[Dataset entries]
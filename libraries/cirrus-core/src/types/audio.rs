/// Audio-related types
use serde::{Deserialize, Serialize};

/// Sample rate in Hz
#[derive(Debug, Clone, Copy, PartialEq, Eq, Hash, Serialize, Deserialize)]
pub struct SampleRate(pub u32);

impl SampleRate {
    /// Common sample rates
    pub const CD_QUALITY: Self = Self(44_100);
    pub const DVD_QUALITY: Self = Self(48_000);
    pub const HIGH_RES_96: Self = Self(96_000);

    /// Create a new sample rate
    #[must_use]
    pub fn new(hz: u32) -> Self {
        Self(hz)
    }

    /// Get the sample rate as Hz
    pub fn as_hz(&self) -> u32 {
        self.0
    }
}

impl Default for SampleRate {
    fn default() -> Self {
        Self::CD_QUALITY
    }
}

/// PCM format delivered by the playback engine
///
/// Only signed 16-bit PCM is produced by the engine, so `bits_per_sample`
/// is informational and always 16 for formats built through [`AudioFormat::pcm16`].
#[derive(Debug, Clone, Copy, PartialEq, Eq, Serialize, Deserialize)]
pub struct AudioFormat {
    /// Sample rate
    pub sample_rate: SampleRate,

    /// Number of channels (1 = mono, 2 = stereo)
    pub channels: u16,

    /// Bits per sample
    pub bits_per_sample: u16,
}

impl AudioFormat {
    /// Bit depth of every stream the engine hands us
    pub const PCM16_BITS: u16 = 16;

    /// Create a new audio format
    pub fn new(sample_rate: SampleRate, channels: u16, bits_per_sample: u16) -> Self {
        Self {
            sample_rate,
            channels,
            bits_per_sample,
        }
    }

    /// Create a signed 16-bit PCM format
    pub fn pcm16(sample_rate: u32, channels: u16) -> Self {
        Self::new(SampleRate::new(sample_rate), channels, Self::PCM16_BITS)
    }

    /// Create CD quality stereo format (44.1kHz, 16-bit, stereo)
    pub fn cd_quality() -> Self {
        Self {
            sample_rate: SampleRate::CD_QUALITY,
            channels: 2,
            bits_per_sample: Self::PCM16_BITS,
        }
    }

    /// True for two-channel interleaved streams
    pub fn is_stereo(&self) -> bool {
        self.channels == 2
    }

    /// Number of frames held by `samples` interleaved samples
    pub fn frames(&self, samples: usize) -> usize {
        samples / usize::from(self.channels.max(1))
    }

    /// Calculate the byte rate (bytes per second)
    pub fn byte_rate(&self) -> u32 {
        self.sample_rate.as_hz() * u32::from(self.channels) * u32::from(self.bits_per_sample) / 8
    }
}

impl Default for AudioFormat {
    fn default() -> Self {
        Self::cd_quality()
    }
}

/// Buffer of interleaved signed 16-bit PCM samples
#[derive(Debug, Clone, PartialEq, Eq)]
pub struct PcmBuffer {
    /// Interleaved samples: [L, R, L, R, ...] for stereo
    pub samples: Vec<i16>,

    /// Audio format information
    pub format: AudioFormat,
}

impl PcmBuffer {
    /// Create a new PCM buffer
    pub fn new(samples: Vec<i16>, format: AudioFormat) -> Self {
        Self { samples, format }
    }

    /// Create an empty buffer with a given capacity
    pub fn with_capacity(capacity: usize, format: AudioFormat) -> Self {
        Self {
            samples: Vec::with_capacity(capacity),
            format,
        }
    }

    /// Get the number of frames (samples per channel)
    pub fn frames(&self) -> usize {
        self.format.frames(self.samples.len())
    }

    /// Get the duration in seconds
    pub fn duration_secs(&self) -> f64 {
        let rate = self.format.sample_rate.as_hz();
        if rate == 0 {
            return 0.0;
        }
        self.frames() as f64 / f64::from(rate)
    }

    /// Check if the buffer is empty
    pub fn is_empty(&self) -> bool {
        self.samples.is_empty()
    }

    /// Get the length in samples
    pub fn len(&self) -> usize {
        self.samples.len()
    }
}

▶ [What the task requires]: Look through the entries above and quote exactly the lines from the line with "#[must_use]" to the line with "pub fn pcm16(sample_rate: u32, channels: u16)", counting both of those lines.

▶ [Output below]:
    #[must_use]
    pub fn new(hz: u32) -> Self {
        Self(hz)
    }

    /// Get the sample rate as Hz
    pub fn as_hz(&self) -> u32 {
        self.0
    }
}

impl Default for SampleRate {
    fn default() -> Self {
        Self::CD_QUALITY
    }
}

/// PCM format delivered by the playback engine
///
/// Only signed 16-bit PCM is produced by the engine, so `bits_per_sample`
/// is informational and always 16 for formats built through [`AudioFormat::pcm16`].
#[derive(Debug, Clone, Copy, PartialEq, Eq, Serialize, Deserialize)]
pub struct AudioFormat {
    /// Sample rate
    pub sample_rate: SampleRate,

    /// Number of channels (1 = mono, 2 = stereo)
    pub channels: u16,

    /// Bits per sample
    pub bits_per_sample: u16,
}

impl AudioFormat {
    /// Bit depth of every stream the engine hands us
    pub const PCM16_BITS: u16 = 16;

    /// Create a new audio format
    pub fn new(sample_rate: SampleRate, channels: u16, bits_per_sample: u16) -> Self {
        Self {
            sample_rate,
            channels,
            bits_per_sample,
        }
    }

    /// Create a signed 16-bit PCM format
    pub fn pcm16(sample_rate: u32, channels: u16) -> Self {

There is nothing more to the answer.